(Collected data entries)
*** Begin section ***

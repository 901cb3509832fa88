//! Desired-state file.
//!
//! ```toml
//! [[vps]]
//! id = "web-1"
//! provider = "hetzner"
//! server_type = "cx22_fsn1"
//! tools = ["package_updates", "docker_engine"]
//!
//! [[vps.vhost]]
//! host = "app.example.com"
//! container = "ddev-app-web"
//! locked = true
//!
//! [[vps]]
//! id = "office"
//! provider = "manual"
//! ip = "203.0.113.10"
//!
//! [[app]]
//! id = "uptime"
//! vps = "web-1"
//! image = "louislam/uptime-kuma:1"
//! ports = [{ external = 3001, internal = 3001 }]
//! ```

use anyhow::{Context, Result, bail};
use regex::Regex;
use reconcile::{ResourceDescriptor, ResourceKind};
use serde::{Deserialize, Serialize};
use serde_json::Value;
use std::collections::{HashMap, HashSet};
use std::fs;
use std::path::Path;

use crate::app::{AppConfig, normalize_name};

#[derive(Debug, Default, Deserialize)]
#[serde(deny_unknown_fields)]
pub struct DesiredState {
    #[serde(default)]
    pub vps: Vec<VpsEntry>,
    #[serde(default)]
    pub app: Vec<AppEntry>,
}

#[derive(Debug, Deserialize)]
#[serde(deny_unknown_fields)]
pub struct VpsEntry {
    pub id: String,
    pub provider: String,
    /// `<plan>_<region>` key from `devbox plans`
    pub server_type: Option<String>,
    /// Address of a manual host
    pub ip: Option<String>,
    #[serde(default)]
    pub tools: Vec<String>,
    #[serde(default, rename = "vhost")]
    pub vhosts: Vec<VirtualHost>,
}

/// A site served by the reverse proxy
#[derive(Debug, Clone, PartialEq, Eq, Serialize, Deserialize)]
#[serde(deny_unknown_fields)]
pub struct VirtualHost {
    pub host: String,
    /// Container the site proxies to, on the proxy network
    pub container: String,
    #[serde(default = "default_vhost_port")]
    pub port: u16,
    /// Require forward-auth login
    #[serde(default)]
    pub locked: bool,
}

fn default_vhost_port() -> u16 {
    80
}

#[derive(Debug, Deserialize)]
pub struct AppEntry {
    pub id: String,
    /// Hosting VPS id
    pub vps: String,
    #[serde(flatten)]
    pub config: AppConfig,
}

// ============================================================================
// ToolSet
// ============================================================================

/// Optional provisioning steps for one VPS.
#[derive(Debug, Clone, Copy, Default, PartialEq, Eq)]
pub struct ToolSet {
    pub package_updates: bool,
    pub package_upgrades: bool,
    pub shell_customization: bool,
    pub docker_engine: bool,
    pub dev_environment: bool,
}

impl ToolSet {
    /// Parse flag names, rejecting unknown ones.
    pub fn parse<S: AsRef<str>>(names: &[S]) -> Result<Self> {
        let mut tools = Self::default();
        for name in names {
            match name.as_ref() {
                "package_updates" | "ubuntu_package_updates" => tools.package_updates = true,
                "package_upgrades" | "ubuntu_package_upgrades" => tools.package_upgrades = true,
                "shell_customization" | "oh_my_bash" => tools.shell_customization = true,
                "docker_engine" => tools.docker_engine = true,
                "dev_environment" | "ddev" => tools.dev_environment = true,
                // SSH hardening always runs
                "ssh_config_updates" => {}
                other => bail!(
                    "Unknown tool '{}' (expected one of: {})",
                    other,
                    Self::ALL.join(", ")
                ),
            }
        }
        Ok(tools)
    }

    pub const ALL: [&'static str; 5] = [
        "package_updates",
        "package_upgrades",
        "shell_customization",
        "docker_engine",
        "dev_environment",
    ];

    /// Canonical names of the enabled flags, in pipeline order
    pub fn names(&self) -> Vec<&'static str> {
        let flags = [
            self.package_updates,
            self.package_upgrades,
            self.shell_customization,
            self.docker_engine,
            self.dev_environment,
        ];
        Self::ALL
            .iter()
            .zip(flags)
            .filter(|(_, on)| *on)
            .map(|(name, _)| *name)
            .collect()
    }

    /// Read the `tools` entry of a VPS descriptor
    pub fn from_descriptor(resource: &ResourceDescriptor) -> Result<Self> {
        let names: Vec<String> = match resource.desired_config.get("tools") {
            Some(value) => serde_json::from_value(value.clone())
                .with_context(|| format!("Invalid tools for {}", resource.id))?,
            None => Vec::new(),
        };
        Self::parse(&names)
    }
}

/// Read the `vhosts` entry of a VPS descriptor
pub fn vhosts_of(resource: &ResourceDescriptor) -> Result<Vec<VirtualHost>> {
    match resource.desired_config.get("vhosts") {
        Some(value) => serde_json::from_value(value.clone())
            .with_context(|| format!("Invalid virtual hosts for {}", resource.id)),
        None => Ok(Vec::new()),
    }
}

// ============================================================================
// Loading
// ============================================================================

impl DesiredState {
    /// Load a desired-state file. A missing file means "nothing desired".
    pub fn load(path: &Path) -> Result<Self> {
        if !path.exists() {
            log::warn!("No desired-state file at {}", path.display());
            return Ok(Self::default());
        }
        let content = fs::read_to_string(path)
            .with_context(|| format!("Could not read {}", path.display()))?;
        Self::parse(&content).with_context(|| format!("Invalid desired state: {}", path.display()))
    }

    pub fn parse(content: &str) -> Result<Self> {
        Ok(toml::from_str(content)?)
    }

    /// Validate and convert to descriptors: hosts first, then apps.
    pub fn into_resources(self) -> Result<Vec<ResourceDescriptor>> {
        let host_pattern = Regex::new(r"^[A-Za-z0-9*][A-Za-z0-9.*-]*$")?;
        let mut seen: HashSet<String> = HashSet::new();
        let mut resources = Vec::with_capacity(self.vps.len() + self.app.len());

        for vps in self.vps {
            check_id(&vps.id, &mut seen)?;
            let tools = ToolSet::parse(&vps.tools).with_context(|| format!("VPS {}", vps.id))?;

            let kind = if vps.provider == "manual" {
                ResourceKind::Manual
            } else {
                ResourceKind::Vps
            };
            let mut resource = ResourceDescriptor::new(&vps.id, kind, &vps.provider);

            if kind == ResourceKind::Manual {
                let ip = vps
                    .ip
                    .filter(|ip| !ip.trim().is_empty())
                    .with_context(|| format!("Manual host {} needs an `ip`", vps.id))?;
                resource = resource.with_config("ip", ip.trim());
            } else {
                let server_type = vps
                    .server_type
                    .with_context(|| format!("VPS {} needs a `server_type`", vps.id))?;
                vpskit::split_server_type_key(&server_type)
                    .with_context(|| format!("VPS {}", vps.id))?;
                resource = resource.with_config("server_type", server_type);
            }

            if !vps.vhosts.is_empty() && !tools.docker_engine {
                bail!(
                    "VPS {} declares virtual hosts but not the docker_engine tool",
                    vps.id
                );
            }
            for vhost in &vps.vhosts {
                if !host_pattern.is_match(&vhost.host) {
                    bail!("Invalid virtual host name '{}' on {}", vhost.host, vps.id);
                }
            }

            resource = resource.with_config("tools", tools.names());
            if !vps.vhosts.is_empty() {
                resource = resource.with_config("vhosts", serde_json::to_value(&vps.vhosts)?);
            }
            resources.push(resource);
        }

        let hosts: HashSet<String> = resources.iter().map(|r| r.id.clone()).collect();
        // Container names must be unique per host
        let mut containers: HashMap<(String, String), String> = HashMap::new();
        for app in self.app {
            check_id(&app.id, &mut seen)?;
            if !hosts.contains(&app.vps) {
                bail!("App {} runs on unknown VPS '{}'", app.id, app.vps);
            }
            let name = normalize_name(&app.id);
            if let Some(other) = containers.insert((app.vps.clone(), name.clone()), app.id.clone()) {
                bail!(
                    "Apps {} and {} on {} would share the container name '{}'",
                    other,
                    app.id,
                    app.vps,
                    name
                );
            }
            if app.config.image.trim().is_empty() {
                bail!("App {} needs an `image`", app.id);
            }

            let mut resource =
                ResourceDescriptor::new(&app.id, ResourceKind::App, "").with_parent(&app.vps);
            if let Value::Object(map) = serde_json::to_value(&app.config)? {
                resource.desired_config = map;
            }
            resources.push(resource);
        }

        Ok(resources)
    }
}

fn check_id(id: &str, seen: &mut HashSet<String>) -> Result<()> {
    if id.trim().is_empty() {
        bail!("Resource ids must not be empty");
    }
    if !seen.insert(id.to_string()) {
        bail!("Duplicate resource id '{}'", id);
    }
    Ok(())
}

#[cfg(test)]
mod tests {
    use super::*;

    const SAMPLE: &str = r#"
[[vps]]
id = "web-1"
provider = "hetzner"
server_type = "cx22_fsn1"
tools = ["package_updates", "docker_engine", "ssh_config_updates"]

[[vps.vhost]]
host = "app.example.com"
container = "ddev-app-web"
locked = true

[[vps]]
id = "office"
provider = "manual"
ip = " 203.0.113.10 "

[[app]]
id = "uptime"
vps = "web-1"
image = "louislam/uptime-kuma:1"
env = { tz = "UTC" }
ports = [{ external = 3001, internal = 3001 }]
"#;

    #[test]
    fn test_toolset_parse() {
        let tools = ToolSet::parse(&["ddev", "oh_my_bash", "ssh_config_updates"]).unwrap();
        assert!(tools.dev_environment && tools.shell_customization);
        assert!(!tools.docker_engine);
        assert_eq!(tools.names(), vec!["shell_customization", "dev_environment"]);
    }

    #[test]
    fn test_toolset_rejects_unknown() {
        let err = ToolSet::parse(&["docker_engine", "kubernetes"]).unwrap_err();
        assert!(err.to_string().contains("kubernetes"));
    }

    #[test]
    fn test_into_resources() {
        let resources = DesiredState::parse(SAMPLE).unwrap().into_resources().unwrap();
        let ids: Vec<&str> = resources.iter().map(|r| r.id.as_str()).collect();
        assert_eq!(ids, vec!["web-1", "office", "uptime"]);

        let web = &resources[0];
        assert_eq!(web.kind, ResourceKind::Vps);
        assert_eq!(web.config_str("server_type"), Some("cx22_fsn1"));
        assert!(web.observed_state.is_none());
        let tools = ToolSet::from_descriptor(web).unwrap();
        assert!(tools.package_updates && tools.docker_engine);
        let vhosts = vhosts_of(web).unwrap();
        assert_eq!(vhosts[0].port, 80);
        assert!(vhosts[0].locked);

        let office = &resources[1];
        assert_eq!(office.kind, ResourceKind::Manual);
        assert_eq!(office.config_str("ip"), Some("203.0.113.10"));

        let app = &resources[2];
        assert_eq!(app.kind, ResourceKind::App);
        assert_eq!(app.parent_id.as_deref(), Some("web-1"));
        assert_eq!(app.config_str("image"), Some("louislam/uptime-kuma:1"));
    }

    #[test]
    fn test_validation_errors() {
        let cases = [
            "[[vps]]\nid = \"a\"\nprovider = \"manual\"\n",
            "[[vps]]\nid = \"a\"\nprovider = \"vultr\"\n",
            "[[vps]]\nid = \"a\"\nprovider = \"vultr\"\nserver_type = \"noregion\"\n",
            "[[vps]]\nid = \"a\"\nprovider = \"manual\"\nip = \"1.2.3.4\"\n[[vps]]\nid = \"a\"\nprovider = \"manual\"\nip = \"1.2.3.5\"\n",
            "[[app]]\nid = \"x\"\nvps = \"missing\"\nimage = \"nginx\"\n",
            "[[vps]]\nid = \"a\"\nprovider = \"manual\"\nip = \"1.2.3.4\"\n[[vps.vhost]]\nhost = \"a.b\"\ncontainer = \"c\"\n",
            "[[vps]]\nid = \"a\"\nprovider = \"manual\"\nip = \"1.2.3.4\"\n[[app]]\nid = \"web-1\"\nvps = \"a\"\nimage = \"nginx\"\n[[app]]\nid = \"web1\"\nvps = \"a\"\nimage = \"nginx\"\n",
        ];
        for case in cases {
            let state = DesiredState::parse(case).unwrap();
            assert!(state.into_resources().is_err(), "accepted: {case}");
        }
    }

    #[test]
    fn test_same_container_name_on_different_hosts() {
        let state = DesiredState::parse(
            "[[vps]]\nid = \"a\"\nprovider = \"manual\"\nip = \"1.2.3.4\"\n\
             [[vps]]\nid = \"b\"\nprovider = \"manual\"\nip = \"1.2.3.5\"\n\
             [[app]]\nid = \"web-1\"\nvps = \"a\"\nimage = \"nginx\"\n\
             [[app]]\nid = \"web1\"\nvps = \"b\"\nimage = \"nginx\"\n",
        )
        .unwrap();
        assert_eq!(state.into_resources().unwrap().len(), 4);
    }

    #[test]
    fn test_unknown_vps_field_rejected() {
        assert!(DesiredState::parse("[[vps]]\nid = \"a\"\nprovider = \"manual\"\nsize = 1\n").is_err());
    }
}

*** End section ***

> **WHAT YOU SHOULD DO**
If a line of the data contains the word "display", it counts toward the total; state that total alone.

> **ANSWER BOX**
3